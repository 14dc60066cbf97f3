//! Outdoor management and public playback handlers

use axum::extract::{Path, State};
use axum::http::StatusCode;
use axum::response::IntoResponse;
use axum::Json;
use chrono::Utc;
use outdoor_common::{
    Ad, AdStatus, Error, Outdoor, OutdoorKind, OutdoorStatus, UserProfile,
};
use serde::{Deserialize, Serialize};
use std::sync::Arc;
use tracing::info;

use crate::auth::{AdminUser, AuthUser};
use crate::handlers::auth::MessageResponse;
use crate::handlers::ApiError;
use crate::policy;
use crate::AppState;

#[derive(Debug, Deserialize)]
pub struct CreateOutdoorRequest {
    pub name: String,
    pub location: String,
    pub kind: OutdoorKind,
}

/// Partial update; the public code is immutable and not accepted here
#[derive(Debug, Deserialize)]
pub struct UpdateOutdoorRequest {
    pub name: Option<String>,
    pub location: Option<String>,
    pub kind: Option<OutdoorKind>,
    pub status: Option<OutdoorStatus>,
}

/// Outdoor with its owner and linked ads resolved, for admin listings
#[derive(Debug, Serialize)]
pub struct OutdoorDetails {
    pub outdoor: Outdoor,
    pub owner: Option<UserProfile>,
    pub ads: Vec<Ad>,
}

/// Create a new outdoor owned by the caller
pub async fn create_outdoor_handler(
    State(state): State<Arc<AppState>>,
    AuthUser(user): AuthUser,
    Json(payload): Json<CreateOutdoorRequest>,
) -> Result<impl IntoResponse, ApiError> {
    if payload.name.trim().is_empty() || payload.location.trim().is_empty() {
        return Err(Error::Validation("name and location are required".to_string()).into());
    }

    let mut outdoor = Outdoor::new(payload.name, payload.location, payload.kind, user.id);
    state.storage.lock().await.create_outdoor(&mut outdoor).await?;

    Ok((StatusCode::CREATED, Json(outdoor)))
}

/// List the caller's outdoors
pub async fn list_my_outdoors_handler(
    State(state): State<Arc<AppState>>,
    AuthUser(user): AuthUser,
) -> Result<Json<Vec<Outdoor>>, ApiError> {
    let outdoors = state
        .storage
        .lock()
        .await
        .list_outdoors_by_owner(&user.id)
        .await?;
    Ok(Json(outdoors))
}

/// List every outdoor with owner and ads resolved (admin only)
pub async fn list_all_outdoors_handler(
    State(state): State<Arc<AppState>>,
    AdminUser(_admin): AdminUser,
) -> Result<Json<Vec<OutdoorDetails>>, ApiError> {
    let mut storage = state.storage.lock().await;
    let outdoors = storage.list_all_outdoors().await?;

    let mut details = Vec::with_capacity(outdoors.len());
    for outdoor in outdoors {
        let owner = storage
            .get_user(&outdoor.owner_id)
            .await?
            .as_ref()
            .map(UserProfile::from);
        let ads = storage.collect_ads(&outdoor.ad_ids).await?;
        details.push(OutdoorDetails { outdoor, owner, ads });
    }

    Ok(Json(details))
}

/// Get one of the caller's outdoors
pub async fn get_outdoor_handler(
    State(state): State<Arc<AppState>>,
    AuthUser(user): AuthUser,
    Path(id): Path<String>,
) -> Result<Json<Outdoor>, ApiError> {
    let outdoor = state
        .storage
        .lock()
        .await
        .get_outdoor_owned(&id, &user.id)
        .await?;
    Ok(Json(outdoor))
}

/// Partially update one of the caller's outdoors
pub async fn update_outdoor_handler(
    State(state): State<Arc<AppState>>,
    AuthUser(user): AuthUser,
    Path(id): Path<String>,
    Json(payload): Json<UpdateOutdoorRequest>,
) -> Result<Json<Outdoor>, ApiError> {
    let mut storage = state.storage.lock().await;
    let mut outdoor = storage.get_outdoor_owned(&id, &user.id).await?;

    if let Some(name) = payload.name {
        if name.trim().is_empty() {
            return Err(Error::Validation("name must not be empty".to_string()).into());
        }
        outdoor.name = name;
    }
    if let Some(location) = payload.location {
        if location.trim().is_empty() {
            return Err(Error::Validation("location must not be empty".to_string()).into());
        }
        outdoor.location = location;
    }
    if let Some(kind) = payload.kind {
        outdoor.kind = kind;
    }
    if let Some(status) = payload.status {
        outdoor.status = status;
    }
    outdoor.updated_at = Utc::now();

    storage.put_outdoor(&outdoor).await?;
    info!("Updated outdoor {}", outdoor.id);

    Ok(Json(outdoor))
}

/// Delete one of the caller's outdoors, cleaning up linked ads
pub async fn delete_outdoor_handler(
    State(state): State<Arc<AppState>>,
    AuthUser(user): AuthUser,
    Path(id): Path<String>,
) -> Result<Json<MessageResponse>, ApiError> {
    let mut storage = state.storage.lock().await;
    let outdoor = storage.get_outdoor_owned(&id, &user.id).await?;

    storage.delete_outdoor(&outdoor).await?;

    Ok(Json(MessageResponse {
        message: "Outdoor deleted successfully".to_string(),
    }))
}

/// List the ads linked to one of the caller's outdoors
pub async fn list_outdoor_ads_handler(
    State(state): State<Arc<AppState>>,
    AuthUser(user): AuthUser,
    Path(id): Path<String>,
) -> Result<Json<Vec<Ad>>, ApiError> {
    let mut storage = state.storage.lock().await;
    let outdoor = storage.get_outdoor_owned(&id, &user.id).await?;
    let ads = storage.collect_ads(&outdoor.ad_ids).await?;
    Ok(Json(ads))
}

/// Link an ad to an outdoor; both sides are updated atomically
pub async fn link_ad_handler(
    State(state): State<Arc<AppState>>,
    AuthUser(user): AuthUser,
    Path((id, ad_id)): Path<(String, String)>,
) -> Result<Json<Outdoor>, ApiError> {
    let mut storage = state.storage.lock().await;

    let mut outdoor = storage
        .get_outdoor(&id)
        .await?
        .ok_or_else(|| Error::NotFound("ad or outdoor not found".to_string()))?;
    let mut ad = storage
        .get_ad(&ad_id)
        .await?
        .ok_or_else(|| Error::NotFound("ad or outdoor not found".to_string()))?;

    policy::ensure_owner_or_admin(&user, &outdoor.owner_id)?;
    policy::ensure_owner_or_admin(&user, &ad.owner_id)?;

    storage.link_ad(&mut outdoor, &mut ad).await?;

    Ok(Json(outdoor))
}

/// Unlink an ad from an outdoor; idempotent on both sides
pub async fn unlink_ad_handler(
    State(state): State<Arc<AppState>>,
    AuthUser(user): AuthUser,
    Path((id, ad_id)): Path<(String, String)>,
) -> Result<Json<Outdoor>, ApiError> {
    let mut storage = state.storage.lock().await;

    let mut outdoor = storage
        .get_outdoor(&id)
        .await?
        .ok_or_else(|| Error::NotFound("ad or outdoor not found".to_string()))?;
    let mut ad = storage
        .get_ad(&ad_id)
        .await?
        .ok_or_else(|| Error::NotFound("ad or outdoor not found".to_string()))?;

    policy::ensure_owner_or_admin(&user, &outdoor.owner_id)?;
    policy::ensure_owner_or_admin(&user, &ad.owner_id)?;

    storage.unlink_ad(&mut outdoor, &mut ad).await?;

    Ok(Json(outdoor))
}

/// Resolve an outdoor by public code, gating on its status.
///
/// The public playback paths both go through here.
fn require_active(outdoor: Option<Outdoor>) -> Result<Outdoor, Error> {
    let outdoor = outdoor.ok_or_else(|| Error::NotFound("outdoor not found".to_string()))?;

    if outdoor.status != OutdoorStatus::Active {
        return Err(Error::Forbidden("outdoor is not active".to_string()));
    }

    Ok(outdoor)
}

/// Active ads only, ordered by creation time ascending
fn playable_ads(mut ads: Vec<Ad>) -> Vec<Ad> {
    ads.retain(|ad| ad.status == AdStatus::Active);
    ads.sort_by(|a, b| a.created_at.cmp(&b.created_at));
    ads
}

/// Public lookup of an outdoor by code; no authentication
pub async fn public_outdoor_handler(
    State(state): State<Arc<AppState>>,
    Path(code): Path<String>,
) -> Result<Json<Outdoor>, ApiError> {
    let outdoor = state.storage.lock().await.get_outdoor_by_code(&code).await?;
    Ok(Json(require_active(outdoor)?))
}

/// Public list of an outdoor's active ads, for playback clients
pub async fn public_ads_handler(
    State(state): State<Arc<AppState>>,
    Path(code): Path<String>,
) -> Result<Json<Vec<Ad>>, ApiError> {
    let mut storage = state.storage.lock().await;

    let outdoor = require_active(storage.get_outdoor_by_code(&code).await?)?;
    let ads = storage.collect_ads(&outdoor.ad_ids).await?;

    Ok(Json(playable_ads(ads)))
}

#[cfg(test)]
mod tests {
    use super::*;
    use chrono::Duration;
    use outdoor_common::MediaKind;

    fn ad_created_at(title: &str, status: AdStatus, offset_secs: i64) -> Ad {
        let mut ad = Ad::new(
            title.to_string(),
            MediaKind::Image,
            "f.png".to_string(),
            5,
            "owner".to_string(),
        );
        ad.status = status;
        ad.created_at = Utc::now() + Duration::seconds(offset_secs);
        ad
    }

    #[test]
    fn test_playable_ads_filters_and_orders() {
        let ads = vec![
            ad_created_at("third", AdStatus::Active, 30),
            ad_created_at("hidden", AdStatus::Inactive, 10),
            ad_created_at("first", AdStatus::Active, 0),
            ad_created_at("second", AdStatus::Active, 20),
        ];

        let playable = playable_ads(ads);
        let titles: Vec<&str> = playable.iter().map(|a| a.title.as_str()).collect();
        assert_eq!(titles, vec!["first", "second", "third"]);
    }

    #[test]
    fn test_require_active_gates() {
        assert!(matches!(require_active(None), Err(Error::NotFound(_))));

        let mut outdoor = Outdoor::new(
            "X".to_string(),
            "Y".to_string(),
            OutdoorKind::Led,
            "owner".to_string(),
        );

        outdoor.status = OutdoorStatus::Maintenance;
        assert!(matches!(
            require_active(Some(outdoor.clone())),
            Err(Error::Forbidden(_))
        ));

        outdoor.status = OutdoorStatus::Active;
        assert!(require_active(Some(outdoor)).is_ok());
    }
}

-- -- --

Filter the lines above so that only those with the string "location" remain, then copy them.

    pub location: String,
    pub location: Option<String>,
    if payload.name.trim().is_empty() || payload.location.trim().is_empty() {
        return Err(Error::Validation("name and location are required".to_string()).into());
    let mut outdoor = Outdoor::new(payload.name, payload.location, payload.kind, user.id);
    if let Some(location) = payload.location {
        if location.trim().is_empty() {
            return Err(Error::Validation("location must not be empty".to_string()).into());
        outdoor.location = location;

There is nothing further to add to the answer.